Germany’s central bank, Bundesbank, yesterday demanded an in-depth monitoring of the Greek government’s implementation of the adjustments and reforms agreed in the third bailout deal. In its monthly report, the Bundesbank said that ‘political support (in Athens) for the necessary reforms process remains uncertain,’ referring to the divisions in Syriza, Prime Minister Alexis Tsipras’ party.
In addition, the German central bank noted that in the previous two bailouts ‘insufficient progress’ was made in the direction outlined in the corresponding Memorandums of Understanding (MoU). That is why the Bundesbank suggests attention should be paid to a consistent application of conditionality. Furthermore, the Bundesbank considers that the Greek economy has worsened ‘significantly’ in recent months, especially since the imposition of capital controls. As a result, it is calling for far-reaching reforms so the country can be competitive and sustainable, as well as be able to stop the ‘new recessive development in Greece.’
Meanwhile, German Finance Minister Wolfgang Schaeuble continues to campaign at home in favour of a Greek bailout ahead of tomorrow’s vote in the German Parliament. The minister has declared he is confident the IMF will finally take part in the third bailout programme for Greece.
It is important to remember that the IMF has said on several occasions it will only participate in a new bailout for Greece if it considers that its debt is sustainable and it believes the Greek state is able to pay it back.

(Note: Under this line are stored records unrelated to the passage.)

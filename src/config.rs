//! Solver configuration.
//!
//! An explicit configuration object handed to the orchestrator at
//! construction; there is no process-wide mutable client or model state.
//! Environment variables provide initial defaults for the CLI.

use serde::{Deserialize, Serialize};

/// Default roster for the pro-mode generation fan-out. Entries may repeat
/// the same model.
const DEFAULT_ROSTER: &[&str] = &[
    "anthropic/claude-sonnet-4",
    "openai/gpt-4o",
    "google/gemini-2.5-pro",
];

/// Configuration for one solve pipeline.
#[derive(Debug, Clone, Serialize, Deserialize)]
pub struct SolverConfig {
    /// Model used for the coding/general classification call.
    pub classifier_model: String,
    /// Model used for structured problem extraction.
    pub extractor_model: String,
    /// Model used for the extraction verification gate.
    pub verifier_model: String,
    /// Model used for direct answers (fast mode and the general branch).
    pub answer_model: String,
    /// Fixed roster for the generation fan-out; its length is N.
    pub generation_roster: Vec<String>,
    /// Maximum extraction/verification attempts before a fatal abort.
    pub max_extraction_attempts: u32,
}

impl Default for SolverConfig {
    fn default() -> Self {
        Self {
            classifier_model: "google/gemini-2.5-flash".to_string(),
            extractor_model: "google/gemini-2.5-pro".to_string(),
            verifier_model: "google/gemini-2.5-flash".to_string(),
            answer_model: "anthropic/claude-sonnet-4".to_string(),
            generation_roster: DEFAULT_ROSTER.iter().map(|s| s.to_string()).collect(),
            max_extraction_attempts: 3,
        }
    }
}

impl SolverConfig {
    /// Build a config from environment variables, falling back to defaults:
    /// - `SNAPSOLVE_CLASSIFIER_MODEL`
    /// - `SNAPSOLVE_EXTRACTOR_MODEL`
    /// - `SNAPSOLVE_VERIFIER_MODEL`
    /// - `SNAPSOLVE_ANSWER_MODEL`
    /// - `SNAPSOLVE_ROSTER` (comma-separated model ids)
    pub fn from_env() -> Self {
        let mut config = Self::default();
        if let Ok(v) = std::env::var("SNAPSOLVE_CLASSIFIER_MODEL") {
            config.classifier_model = v;
        }
        if let Ok(v) = std::env::var("SNAPSOLVE_EXTRACTOR_MODEL") {
            config.extractor_model = v;
        }
        if let Ok(v) = std::env::var("SNAPSOLVE_VERIFIER_MODEL") {
            config.verifier_model = v;
        }
        if let Ok(v) = std::env::var("SNAPSOLVE_ANSWER_MODEL") {
            config.answer_model = v;
        }
        if let Ok(v) = std::env::var("SNAPSOLVE_ROSTER") {
            let roster: Vec<String> = v
                .split(',')
                .map(|s| s.trim().to_string())
                .filter(|s| !s.is_empty())
                .collect();
            if !roster.is_empty() {
                config.generation_roster = roster;
            }
        }
        config
    }

    /// Number of concurrent candidates in the fan-out stages.
    pub fn fanout_width(&self) -> usize {
        self.generation_roster.len()
    }
}
//! # Snapsolve
//!
//! Analyzes screenshots of a technical problem statement and produces a
//! solution, in either a single-model "fast" mode or a multi-stage "pro"
//! mode.
//!
//! ## Pro-mode pipeline
//!
//! ```text
//!   screenshots
//!        │
//!        ▼
//!   ┌──────────┐     general     ┌───────────────────┐
//!   │ Classify ├────────────────▶│ N direct answers  │
//!   └────┬─────┘                 └───────────────────┘
//!        │ coding
//!        ▼
//!   ┌─────────────────────┐  ≤3 attempts
//!   │ Extract ⇄ Verify    │
//!   └────┬────────────────┘
//!        ▼
//!   ┌─────────────────────┐
//!   │ N-way generation    │──▶ per-example testing
//!   └────┬────────────────┘
//!        ▼
//!   lowest-index selection ──▶ RunResult
//! ```
//!
//! Progress snapshots stream to a [`progress::ProgressSink`] throughout,
//! tagged with the originating run id.
//!
//! ## Modules
//! - `pipeline`: the orchestrator and its stages
//! - `llm`: the model-call abstraction and the OpenRouter client
//! - `sandbox`: local code execution for example testing
//! - `progress`: run-state snapshots and observer plumbing

pub mod config;
pub mod image;
pub mod llm;
pub mod pipeline;
pub mod progress;
pub mod prompts;
pub mod sandbox;

pub use config::SolverConfig;
pub use image::ImageData;
pub use pipeline::{Orchestrator, RunResult};
pub use progress::{ProgressSink, RunState};
// SPDX-License-Identifier: MIT
// Copyright 2026 Roland Dreier <roland@rolandd.dev>

mod common;

use common::{cycling_form, running_form, test_coords};
use waymark_tracker::error::AppError;
use waymark_tracker::services::intake::build_workout;
use waymark_tracker::storage::{decode_snapshot, encode_snapshot, parse_snapshot};
use waymark_tracker::store::WorkoutStore;

fn seeded_store() -> WorkoutStore {
    let mut store = WorkoutStore::new();
    store.append(build_workout(&running_form(), test_coords()).expect("valid submission"));
    store.append(build_workout(&cycling_form(), test_coords()).expect("valid submission"));
    store
}

#[test]
fn test_round_trip_reproduces_every_field_in_order() {
    let store = seeded_store();
    let blob = encode_snapshot(store.all()).expect("encode");
    let records = parse_snapshot(&blob).expect("parse");

    assert_eq!(records.len(), store.len());
    for (entry, record) in store.all().iter().zip(&records) {
        assert_eq!(record.id, entry.id());
        assert_eq!(record.created_at, entry.created_at());
        assert_eq!(record.coords, entry.coords());
        assert_eq!(record.distance_km, entry.distance_km());
        assert_eq!(record.duration_min, entry.duration_min());
        assert_eq!(record.description, entry.description());
        assert_eq!(record.discipline, entry.discipline());
        assert!(record.is_rehydrated);
    }
}

#[test]
fn test_second_round_trip_is_stable() {
    // Re-encoding restored records reproduces the same workout data
    let store = seeded_store();
    let blob = encode_snapshot(store.all()).expect("encode");
    let records = parse_snapshot(&blob).expect("parse");

    let mut restored = WorkoutStore::new();
    restored.replace_all(records);
    let blob_again = encode_snapshot(restored.all()).expect("re-encode");
    let records_again = parse_snapshot(&blob_again).expect("re-parse");

    assert_eq!(records_again.len(), store.len());
    for (entry, record) in store.all().iter().zip(&records_again) {
        assert_eq!(record.id, entry.id());
        assert_eq!(record.discipline, entry.discipline());
    }
}

#[test]
fn test_missing_blob_is_no_data() {
    assert!(decode_snapshot(None).is_none());
}

#[test]
fn test_garbage_blob_is_no_data() {
    assert!(decode_snapshot(Some("")).is_none());
    assert!(decode_snapshot(Some("not json at all {{{")).is_none());
    assert!(decode_snapshot(Some("42")).is_none());
}

#[test]
fn test_unversioned_legacy_blob_is_rejected() {
    // The legacy format was a bare array with no version field
    let legacy = r#"[{"id":"1234567890"}]"#;
    assert!(matches!(
        parse_snapshot(legacy),
        Err(AppError::CorruptSnapshot(_))
    ));
    assert!(decode_snapshot(Some(legacy)).is_none());
}

#[test]
fn test_empty_store_round_trips() {
    let store = WorkoutStore::new();
    let blob = encode_snapshot(store.all()).expect("encode");
    let records = parse_snapshot(&blob).expect("parse");
    assert!(records.is_empty());
}
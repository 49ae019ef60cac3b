// SPDX-License-Identifier: MIT
// Copyright 2026 Roland Dreier <roland@rolandd.dev>

//! Shared helpers for date/time formatting.

use chrono::{DateTime, Datelike, SecondsFormat, Utc};

/// Month names used in workout descriptions.
///
/// A fixed English table keeps descriptions bit-exact regardless of locale.
pub const MONTHS: [&str; 12] = [
    "January",
    "February",
    "March",
    "April",
    "May",
    "June",
    "July",
    "August",
    "September",
    "October",
    "November",
    "December",
];

/// Format a UTC timestamp as RFC3339 using a `Z` suffix.
pub fn format_utc_rfc3339(date: DateTime<Utc>) -> String {
    date.to_rfc3339_opts(SecondsFormat::Secs, true)
}

/// Format a timestamp as `"<Month name> <day>"`, e.g. `"April 14"`.
///
/// The day is not zero-padded.
pub fn month_day_label(date: DateTime<Utc>) -> String {
    format!("{} {}", MONTHS[date.month0() as usize], date.day())
}
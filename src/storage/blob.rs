// SPDX-License-Identifier: MIT
// Copyright 2026 Roland Dreier <roland@kernel.org>

//! Key/value blob storage port and its implementations.

use std::cell::RefCell;
use std::collections::HashMap;
use std::fs;
use std::path::PathBuf;
use std::rc::Rc;

use crate::error::{AppError, Result};

/// String-keyed blob storage.
///
/// The substrate is deliberately dumb: string keys to string values,
/// synchronous, no transactions. Writes are fire-and-forget; implementations
/// log failures and carry on, so callers never observe a storage error after
/// startup.
pub trait BlobStore {
    /// Read the value under `key`, if any.
    fn get(&self, key: &str) -> Option<String>;
    /// Write `value` under `key`, replacing any previous value.
    fn set(&mut self, key: &str, value: &str);
    /// Delete `key`. Deleting a missing key is not an error.
    fn remove(&mut self, key: &str);
}

/// One file per key under a root directory.
#[derive(Debug)]
pub struct FileBlobStore {
    root: PathBuf,
}

impl FileBlobStore {
    /// Open a blob store rooted at `root`, creating the directory if needed.
    pub fn open(root: impl Into<PathBuf>) -> Result<Self> {
        let root = root.into();
        fs::create_dir_all(&root).map_err(|e| {
            AppError::Storage(format!("Failed to create {}: {}", root.display(), e))
        })?;
        Ok(Self { root })
    }

    fn path_for(&self, key: &str) -> PathBuf {
        self.root.join(key)
    }
}

impl BlobStore for FileBlobStore {
    fn get(&self, key: &str) -> Option<String> {
        fs::read_to_string(self.path_for(key)).ok()
    }

    fn set(&mut self, key: &str, value: &str) {
        if let Err(e) = fs::write(self.path_for(key), value) {
            tracing::warn!(key, error = %e, "Blob write failed");
        }
    }

    fn remove(&mut self, key: &str) {
        if let Err(e) = fs::remove_file(self.path_for(key)) {
            if e.kind() != std::io::ErrorKind::NotFound {
                tracing::warn!(key, error = %e, "Blob delete failed");
            }
        }
    }
}

/// In-memory store with shared backing.
///
/// Clones share one map, so a clone handed to a second `App` sees what the
/// first wrote. That is how tests simulate a page reload. Single-threaded,
/// like everything above the storage line.
#[derive(Debug, Clone, Default)]
pub struct MemoryBlobStore {
    values: Rc<RefCell<HashMap<String, String>>>,
}

impl MemoryBlobStore {
    pub fn new() -> Self {
        Self::default()
    }
}

impl BlobStore for MemoryBlobStore {
    fn get(&self, key: &str) -> Option<String> {
        self.values.borrow().get(key).cloned()
    }

    fn set(&mut self, key: &str, value: &str) {
        self.values
            .borrow_mut()
            .insert(key.to_string(), value.to_string());
    }

    fn remove(&mut self, key: &str) {
        self.values.borrow_mut().remove(key);
    }
}
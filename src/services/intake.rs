// SPDX-License-Identifier: MIT
// Copyright 2026 Roland Dreier <roland@rolandd.dev>

//! Form intake: raw field values to a validated workout.

use serde::Deserialize;
#[cfg(feature = "binding-generation")]
use ts_rs::TS;

use crate::error::{AppError, Result};
use crate::models::{Coordinates, Workout, WorkoutKind};

/// Rejection message for the numeric checks below.
const VALIDATION_MESSAGE: &str = "Inputs have to be positive numbers";

/// Raw values as the form UI submits them.
///
/// `extra` is the kind-specific field: cadence for running, elevation gain
/// for cycling.
#[derive(Debug, Clone, Deserialize)]
#[cfg_attr(feature = "binding-generation", derive(TS))]
#[cfg_attr(
    feature = "binding-generation",
    ts(export, export_to = "web/src/lib/generated/")
)]
pub struct WorkoutForm {
    pub kind: String,
    pub distance: String,
    pub duration: String,
    pub extra: String,
}

/// Validate a form submission and build the workout.
///
/// Nothing is appended or persisted here. On rejection the caller sees the
/// error synchronously and no state has changed anywhere.
///
/// Distance, duration, and cadence must be positive; a zero distance would
/// push an infinite pace into the snapshot. Elevation gain only has to be
/// finite.
pub fn build_workout(form: &WorkoutForm, coords: Coordinates) -> Result<Workout> {
    let kind = WorkoutKind::parse(form.kind.trim())
        .ok_or_else(|| AppError::InvalidInput(format!("Unknown workout kind: {}", form.kind)))?;

    let distance = coerce_finite(&form.distance)
        .ok_or_else(|| AppError::InvalidInput(VALIDATION_MESSAGE.to_string()))?;
    let duration = coerce_finite(&form.duration)
        .ok_or_else(|| AppError::InvalidInput(VALIDATION_MESSAGE.to_string()))?;
    let extra = coerce_finite(&form.extra)
        .ok_or_else(|| AppError::InvalidInput(VALIDATION_MESSAGE.to_string()))?;

    let all_positive = match kind {
        WorkoutKind::Running => distance > 0.0 && duration > 0.0 && extra > 0.0,
        WorkoutKind::Cycling => distance > 0.0 && duration > 0.0,
    };
    if !all_positive {
        return Err(AppError::InvalidInput(VALIDATION_MESSAGE.to_string()));
    }

    Ok(match kind {
        WorkoutKind::Running => Workout::running(coords, distance, duration, extra),
        WorkoutKind::Cycling => Workout::cycling(coords, distance, duration, extra),
    })
}

/// Read a form field as a finite number.
///
/// Empty fields coerce to zero, the way an untouched numeric input submits.
/// Anything that does not parse to a finite f64 is rejected.
fn coerce_finite(raw: &str) -> Option<f64> {
    let trimmed = raw.trim();
    if trimmed.is_empty() {
        return Some(0.0);
    }
    match trimmed.parse::<f64>() {
        Ok(v) if v.is_finite() => Some(v),
        _ => None,
    }
}
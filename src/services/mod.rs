// SPDX-License-Identifier: MIT
// Copyright 2026 Roland Dreier <roland@rolandd.dev>

//! Services module - workout intake and display projection.

pub mod intake;
pub mod projection;

pub use intake::{build_workout, WorkoutForm};
pub use projection::{build_card, build_marker, MapMarker, WorkoutCard};
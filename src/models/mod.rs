// SPDX-License-Identifier: MIT
// Copyright 2026 Roland Dreier <roland@kernel.org>

//! Data models for the application.

pub mod coords;
pub mod record;
pub mod workout;

pub use coords::Coordinates;
pub use record::WorkoutRecord;
pub use workout::{Discipline, Workout, WorkoutKind};
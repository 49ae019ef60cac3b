// SPDX-License-Identifier: MIT
// Copyright 2026 Roland Dreier <roland@rolandd.dev>

use waymark_tracker::models::Coordinates;
use waymark_tracker::services::intake::WorkoutForm;

/// Coordinates used throughout the integration tests.
#[allow(dead_code)]
pub fn test_coords() -> Coordinates {
    Coordinates::new(10.0, 20.0).expect("test coordinates are valid")
}

/// A well-formed running submission: 5 km in 30 min at cadence 80.
#[allow(dead_code)]
pub fn running_form() -> WorkoutForm {
    WorkoutForm {
        kind: "running".to_string(),
        distance: "5".to_string(),
        duration: "30".to_string(),
        extra: "80".to_string(),
    }
}

/// A well-formed cycling submission: 27 km in 95 min, 523 m of climb.
#[allow(dead_code)]
pub fn cycling_form() -> WorkoutForm {
    WorkoutForm {
        kind: "cycling".to_string(),
        distance: "27".to_string(),
        duration: "95".to_string(),
        extra: "523".to_string(),
    }
}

German government spokesman Steffen Seibert said yesterday the IMF will decide whether to take part or not once Greece’s government has ‘successfully’ closed the first part of the third bailout programme. By then, the government should have implemented a series of measures, which Seibert did not specify, but which are outlined in the new Memorandum of Understanding (MOU) signed by the Greek government and the country’s creditors.
On the other hand, Seibert said the German government values the fact there is no longer talk of a haircut of Greek debt “as happened for a while.” He said this measure ‘is not possible for legal reasons.’
As a result, and in line with what Chancellor Angela Merkel has been pointing out, Seibert highlighted that the only solution to ease the burden of Greek debt is a restructuring: to extend repayment maturities and reduce agreed interest rates.